Ero un po’ nervoso per il risultato del workout di Travis, ovviamente sapevo che si era sempre tenuto in condizioni ottime ma un conto è farlo con la tranquillità di farlo per sé stessi, mentre un altro è farlo in prospettiva di giocare di nuovo.
Allenamenti, risultati e pressione non sono cose da poco, soprattutto dopo tre anni passati nella serenità della famiglia, nella propria comfort zone.
Ma a Travis brucia ancora il fuoco dentro. E io lo sapevo.
E l’ho aiutato a riaccenderlo definitivamente.
Cremona è un posto magnifico, anche se ogni tanto mi mancherà il mare, ed è perfetto per le nostre famiglie.
Una partita a settimana e molte trasferte vicine geograficamente: Milano, Brescia, Varese, Cantù; il tempo per le nostre famiglie sarà tanto e lo useremo benissimo.
Giocare con Travis è come andare in bicicletta per me: una volta che hai tolto le rotelle non ti dimentichi più come si fa anche se non pedali da anni.
Tecnicamente ed emotivamente ci capiamo al volo, basta uno sguardo, a volte non serve nemmeno quello perché vediamo il basket con gli stessi occhi e ragioniamo in contemporanea sul parquet. Stesso stile, stessa cura dei dettagli, stessa mano bollente.
Il basket è il mio mestiere e lo è sempre stato, la responsabilità di ottenere dei risultati è un pensiero fisso e dimostra il mio rispetto per le società in cui gioco; ma ci sono dei momenti in cui riesco per un istante a fermarmi a riflettere.

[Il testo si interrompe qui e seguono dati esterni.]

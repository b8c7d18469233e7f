// src/input/text.rs
//! Plain-text edge list.
//!
//! ```text
//! # comments run to end of line
//! a -> b      declares the edge and both endpoints
//! c           declares a node with no edges
//! ```

use regex::Regex;

use crate::error::{GraphError, Result};
use crate::graph::DirectedGraph;

const ARROW: &str = "->";

/// Parses an edge list into a graph. Nodes keep first-mention order.
///
/// # Errors
/// Returns `Parse` with the 1-based line number of the first bad line.
pub fn parse(content: &str) -> Result<DirectedGraph<String>> {
    let edge_re = Regex::new(r"^(\S+?)\s*->\s*(\S+)$")?;
    let node_re = Regex::new(r"^\S+$")?;

    let mut graph = DirectedGraph::new();

    for (idx, raw) in content.lines().enumerate() {
        let line = strip_comment(raw).trim();
        if line.is_empty() {
            continue;
        }

        if let Some(caps) = edge_re.captures(line) {
            let source = &caps[1];
            let target = &caps[2];
            if source.contains(ARROW) || target.contains(ARROW) {
                return Err(parse_error(idx, "chained arrows are not supported"));
            }
            graph.add_node(source.to_string());
            graph.add_node(target.to_string());
            graph.add_connection(source.to_string(), target.to_string())?;
        } else if node_re.is_match(line) && !line.contains(ARROW) {
            graph.add_node(line.to_string());
        } else {
            return Err(parse_error(
                idx,
                &format!("expected `source -> target` or a single node id, got `{line}`"),
            ));
        }
    }

    Ok(graph)
}

fn strip_comment(line: &str) -> &str {
    line.split_once('#').map_or(line, |(before, _)| before)
}

fn parse_error(idx: usize, message: &str) -> GraphError {
    GraphError::Parse {
        line: idx + 1,
        message: message.to_string(),
    }
}
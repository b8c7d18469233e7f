pub mod cli;
pub mod config;
pub mod error;
pub mod exit;
pub mod graph;
pub mod input;
pub mod render;
pub mod report;
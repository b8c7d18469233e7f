use clap::Parser;
use colored::Colorize;
use digraph_core::cli::{self, Cli};
use digraph_core::exit::DigraphExit;
use tracing_subscriber::EnvFilter;

fn main() -> DigraphExit {
    let cli = Cli::parse();
    init_tracing(cli.verbose);

    let Some(cmd) = cli.command else {
        use clap::CommandFactory;
        let _ = Cli::command().print_help();
        return DigraphExit::Success;
    };

    let result = cli::dispatch::resolve_config(cli.config.as_deref())
        .and_then(|config| cli::dispatch::execute(cmd, &config));

    match result {
        Ok(exit_code) => exit_code,
        Err(e) => {
            eprintln!("{} {:#}", "Error:".red(), e);
            DigraphExit::from_error(&e)
        }
    }
}

fn init_tracing(verbose: bool) {
    let filter = if verbose {
        EnvFilter::new("debug")
    } else {
        EnvFilter::try_from_default_env().unwrap_or_else(|_| EnvFilter::new("warn"))
    };
    tracing_subscriber::fmt()
        .with_env_filter(filter)
        .with_writer(std::io::stderr)
        .with_target(false)
        .init();
}
// src/error.rs
use std::path::PathBuf;
use thiserror::Error;

#[derive(Debug, Error)]
pub enum GraphError {
    /// A node identifier referenced by an operation is not in the graph.
    #[error("node not found: {id}")]
    NodeNotFound { id: String },

    #[error("parse error on line {line}: {message}")]
    Parse { line: usize, message: String },

    #[error("I/O error: {source} (path: {path})")]
    Io {
        source: std::io::Error,
        path: PathBuf,
    },

    #[error("TOML error: {0}")]
    Toml(#[from] toml::de::Error),

    #[error("JSON error: {0}")]
    Json(#[from] serde_json::Error),

    #[error("Regex error: {0}")]
    Regex(#[from] regex::Error),
}

impl GraphError {
    pub(crate) fn not_found(id: &impl std::fmt::Display) -> Self {
        GraphError::NodeNotFound { id: id.to_string() }
    }

    /// True for errors caused by the graph description rather than the environment.
    #[must_use]
    pub fn is_invalid_input(&self) -> bool {
        matches!(
            self,
            GraphError::NodeNotFound { .. }
                | GraphError::Parse { .. }
                | GraphError::Toml(_)
                | GraphError::Json(_)
        )
    }
}

pub type Result<T> = std::result::Result<T, GraphError>;

// Allow `?` on std::io::Error by converting to GraphError::Io with unknown path.
impl From<std::io::Error> for GraphError {
    fn from(source: std::io::Error) -> Self {
        GraphError::Io {
            source,
            path: PathBuf::from("<unknown>"),
        }
    }
}
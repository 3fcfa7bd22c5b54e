use chrono::NaiveDateTime;
use diesel::{Identifiable, Insertable, Queryable};
use serde::{Deserialize, Serialize};

use crate::schema::user_roles;

/// Link row of the ordered User<->Role association. `level` is the
/// zero-based position of the role in the user's role list.
#[derive(Deserialize, Queryable, Identifiable, Debug, Clone, Serialize)]
#[diesel(table_name = user_roles)]
pub struct UserRole {
    pub id: i32,
    pub user_id: i32,
    pub role_id: i32,
    pub level: i32,
    pub created_at: NaiveDateTime,
}

#[derive(Insertable, Deserialize)]
#[diesel(table_name = user_roles)]
pub struct NewUserRole {
    pub user_id: i32,
    pub role_id: i32,
    pub level: i32,
    pub created_at: NaiveDateTime,
}
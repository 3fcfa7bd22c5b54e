//! Workflow tests against a database seeded with the shipped defaults,
//! covering ordered role assignment and token invalidation end to end.

use std::collections::BTreeSet;

use aegis_rbac::SecurityConfig;
use aegis_rbac::error::SecurityError;
use aegis_rbac::orm::testing::setup_seeded_db;
use aegis_rbac::orm::{role, token, user, user_role};

#[test]
fn reorder_roles_with_explicit_position() {
    let mut conn = setup_seeded_db();

    let user = user::add_user(&mut conn, "karl", "pw").unwrap();
    assert_eq!(user.id, 100);

    let first = role::add_role(&mut conn, "first").unwrap();
    let second = role::add_role(&mut conn, "second").unwrap();
    let third = role::add_role(&mut conn, "third").unwrap();

    user_role::add_role_to_user(&mut conn, user.id, first.id, None, None, false).unwrap();
    user_role::add_role_to_user(&mut conn, user.id, second.id, None, None, false).unwrap();
    user_role::add_role_to_user(&mut conn, user.id, third.id, Some(0), None, false).unwrap();

    let ordered: Vec<String> = user_role::get_roles_from_user(&mut conn, user.id)
        .unwrap()
        .into_iter()
        .map(|role| role.name)
        .collect();
    assert_eq!(ordered, vec!["third", "first", "second"]);

    let levels: Vec<i32> = user_role::get_user_role_links(&mut conn, user.id)
        .unwrap()
        .into_iter()
        .map(|link| link.level)
        .collect();
    assert_eq!(levels, vec![0, 1, 2]);
}

#[test]
fn seeded_admin_cannot_be_touched_without_force() {
    let mut conn = setup_seeded_db();

    let admin = user::get_user_by_name(&mut conn, "admin").unwrap();
    assert_eq!(
        user::delete_user_by_id(&mut conn, admin.id).unwrap_err(),
        SecurityError::AdminResources
    );
    assert_eq!(
        user_role::remove_role_from_user(&mut conn, admin.id, 1).unwrap_err(),
        SecurityError::AdminResources
    );
    assert!(user_role::exists_user_role(&mut conn, admin.id, 1).unwrap());
}

#[test]
fn login_and_token_invalidation_flow() {
    let mut conn = setup_seeded_db();
    let config = SecurityConfig::default();

    assert!(user::check_credentials(&mut conn, "admin", "admin").unwrap());
    let admin = user::get_user_by_name(&mut conn, "admin").unwrap();

    let issued_at = 50_000;
    assert!(token::is_token_valid(&mut conn, issued_at, Some(admin.id), Some(1), true).unwrap());

    // Password change invalidates the admin's outstanding tokens
    token::add_token_rules(
        &mut conn,
        &BTreeSet::from([admin.id]),
        &BTreeSet::new(),
        false,
        issued_at + 10,
        config.auth_token_exp_timeout,
    )
    .unwrap();

    assert!(!token::is_token_valid(&mut conn, issued_at, Some(admin.id), Some(1), true).unwrap());
    assert!(
        token::is_token_valid(&mut conn, issued_at + 11, Some(admin.id), Some(1), true).unwrap()
    );

    // Once the rule itself expires it is reaped and tokens recover
    let after_expiry = issued_at + 10 + config.auth_token_exp_timeout + 1;
    let (reaped_users, reaped_roles) = token::delete_expired_rules(&mut conn, after_expiry).unwrap();
    assert_eq!(reaped_users, vec![admin.id]);
    assert!(reaped_roles.is_empty());
    assert!(token::is_token_valid(&mut conn, issued_at, Some(admin.id), Some(1), true).unwrap());
}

Guardo Travis seduto sulla panchina.
Minuto d’acqua, la maglia sudata.
E mi rendo conto di quanto sia raro quello che a noi è stato concesso: con mio cugino ho fatto i miei primi palleggi, le nostre prime bombe.
30 anni!
30 anni dopo siamo qui, al massimo livello possibile a passarci il pallone, a discutere di schemi, a insegnare ai più giovani.
Faremo la doccia dopo l’allenamento.
Quattro chiacchiere in spogliatoio e ce ne andremo insieme verso casa.
Le gambe pesanti e la testa leggera.
Ci sono 2 mogli e 6 altri piccoli Diener ad aspettarci.
Ed è bellissimo così.
Travis Diener
Io e Drake abbiamo già giocato insieme anche in Europa.
Sassari, sei anni fa, io arrivavo dall’esperienza NBA e conoscere un mondo nuovo con l’aiuto di mio cugino ha reso il passaggio assolutamente indolore.
Eravamo più giovani, due americani in Sardegna, con le proprie mogli e l’amore per il basket.
Adesso siamo un esercito e giovani (forse) non lo siamo più.
Quando ho detto ai ragazzi che saremmo tornati in Italia hanno fatto i salti di gioia, e sapere che adesso passano ogni giorno con i loro cugini mi rende felice.
Se due cugini che giocano insieme hanno raccolto così tanto, figuriamoci sei.
Vorrei ringraziare Drake per avermi rotto un po’ le scatole per tornare, ma non serve farlo, lui lo sa già che gli sono grato.
Lo guardo a centrocampo che mi osserva durante un minuto d’acqua e sorride.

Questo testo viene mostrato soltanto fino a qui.